Tuesday, March 25, 2008

On the Annunciation of the Theotokos

Today we celebrate one of the Twelve Great Feasts of the Church right "smack dab" in the middle of the Great Fast. The Feast is so great that Fish and Oil are allowed today, and as we break the fast I begin to ponder about the Church in America. For Greek Orthodox Christians, today is a double Feast - Greek Independance Day is an occasion throughout America and the world for celebrations, parades and special speeches. As Greeks many of us, I am Greek by birth, in our American Orthodox environment are slightly shunned by our brother and sister Orthodox Christians because we seem to place such a great emphasis on the celebration of Greek Independance Day. This is where I ponder....

It is our obligation, vocation really, as Orthodox Christians to bring all of creation back to the Lord for salvation and to participate in the saving ministry of Christ in ALL OF CREATION and that means society. When faced with defeating the Ottoman Empire, the Greeks called upon their Faith in Christ and the protection of His Mother to keep them safe as they defended freedom so they could worship Christ without persecution. For Greeks, no matter if you try to say otherwise, there is just no separating the two. And that is not a bad thing in my mind. If we are going to sanctify all of creation, doesn't that mean making the Faith relevant in EVERY aspect of our daily lives including the civic realm? Can the civic realm somehow not be worthy of salvation? Society may not accept the call of the Lord, but that does not mean we don't keep calling.

So my point is this.......Let us find ways to incorporate the Faith into the everyday lives of our American brethren. Why not celebrate Cinco de Mayo for our Mexican Orthodox families, or don't they deserve to have the Faith in their everyday lives too? Orthodox Christianity has always been incorporated into a culture for the salvation of the culture. Let today's celebration of March 25th - The Annuncation of the Theotokos AND Greek Independance Day - be a source of joy for all people that Orthodox Christianty can and will be a part of their daily lives if they accept the call.

Long Live Freedom!


Anonymous said...

Very Nice Job!!!!
God Bless
Fr. Costas

Anonymous said...

My understanding is that the feast of the Annunciation was chosen by The Heirarch Gregory for the day of the declaration of Independence becasue of the issue of freedom from the world and it was done at the time also to inspire the people spiritually perhaps knowing that many would be martyred for their faith. It is interesting that with Pascha so near, that they didn't use Holy Pascha as the symbolic day. It is as if they knew it would parallel the beginning of our liberation like Christ's Incarnation was the beginning of our salvation and that there would indeed be much sufferring at hand before the final liberation ie Resurrection....like a pastoral thing for the entire culture. While I'm all for Orthodoxy embracing people of many cultures, the connection between the Annunciation and Greek Independence was chosen before our ancestors won that war. There was every risk that it would be our final war. Because of that I don't think that it compares to Bastille Day or Cinco de Mayo or American Independence. All of them were real and in need of Providence, but as far as I know neither of those cultures were inspired to protect and defend the truth of their faith and the people of that faith in their independence, only their civil rights and their resolve to oppose evil. Yes they prayed for victory and held fast to the Lord and His mother, but most of their struggles were about class and land and government. Perhaps if Orthodoxy were here in 1776, or in Mexico in the 1800's or in France, these celebration would now be a little more similar, but to reach into the past and give meaning to a struggle that was not in the thought of the people at the time seems awkard. 1821 gave a whole new meaning to being Greek that the world has yet to learn. Just a thought.

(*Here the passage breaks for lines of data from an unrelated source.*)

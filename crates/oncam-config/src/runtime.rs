//! Locations of the daemon's lock, pid and health files.
//!
//! They live beside the Unix control socket so a service manager can clean a
//! single directory. TCP deployments fall back to the per-user runtime
//! directory.

use std::fs;
use std::path::{Path, PathBuf};

use thiserror::Error;

use crate::defaults::user_runtime_directory;
use crate::{Config, SocketEndpoint};

/// Lifecycle file paths for one daemon instance.
#[derive(Debug, Clone)]
pub struct RuntimePaths {
    runtime_dir: PathBuf,
    lock_path: PathBuf,
    pid_path: PathBuf,
    health_path: PathBuf,
}

impl RuntimePaths {
    /// Resolves and creates the runtime directory for `config`.
    pub fn from_config(config: &Config) -> Result<Self, RuntimePathsError> {
        let runtime_dir = match config.daemon_socket() {
            SocketEndpoint::Unix { path } => path
                .parent()
                .filter(|parent| !parent.as_str().is_empty())
                .map(|parent| parent.as_std_path().to_path_buf())
                .ok_or_else(|| RuntimePathsError::MissingSocketParent {
                    path: path.to_string(),
                })?,
            SocketEndpoint::Tcp { .. } => user_runtime_directory().into_std_path_buf(),
        };
        Self::in_directory(runtime_dir)
    }

    /// Uses `runtime_dir` directly, creating it when absent.
    pub fn in_directory(runtime_dir: impl Into<PathBuf>) -> Result<Self, RuntimePathsError> {
        let runtime_dir = runtime_dir.into();
        fs::create_dir_all(&runtime_dir).map_err(|source| RuntimePathsError::RuntimeDirectory {
            path: runtime_dir.clone(),
            source,
        })?;
        Ok(Self {
            lock_path: runtime_dir.join("oncamd.lock"),
            pid_path: runtime_dir.join("oncamd.pid"),
            health_path: runtime_dir.join("oncamd.health"),
            runtime_dir,
        })
    }

    /// Directory holding every lifecycle file.
    pub fn runtime_dir(&self) -> &Path {
        &self.runtime_dir
    }

    /// Exclusive-create lock guarding single-instance startup.
    pub fn lock_path(&self) -> &Path {
        &self.lock_path
    }

    /// Pid file.
    pub fn pid_path(&self) -> &Path {
        &self.pid_path
    }

    /// JSON health snapshot.
    pub fn health_path(&self) -> &Path {
        &self.health_path
    }
}

/// Errors raised while resolving runtime paths.
#[derive(Debug, Error)]
pub enum RuntimePathsError {
    /// The Unix socket path is a bare file name.
    #[error("socket path '{path}' has no parent directory")]
    MissingSocketParent { path: String },
    /// The runtime directory could not be created.
    #[error("failed to prepare runtime directory '{path}': {source}")]
    RuntimeDirectory {
        path: PathBuf,
        #[source]
        source: std::io::Error,
    },
}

Fr. Athanasios Haros said...

You seem to have missed my point. I do not suggest that we impose meaning to an event in history. That would be dishonest. In my recognition that for many Greeks, Greek Independence Day has little to do with religious freedom and more to do with defeating the Turks, I also suggest that by embracing other ethnic celebrations such as Cinco de Mayo, we as the Orthodox Church are making a statement that our faith is for everyone and we will celebrate freedom, whether economic or religious, for our people where ever there is freedom to celebrate. Of course we could never make Cinco de Mayo an Orthodox Feast if that is what you thought I meant.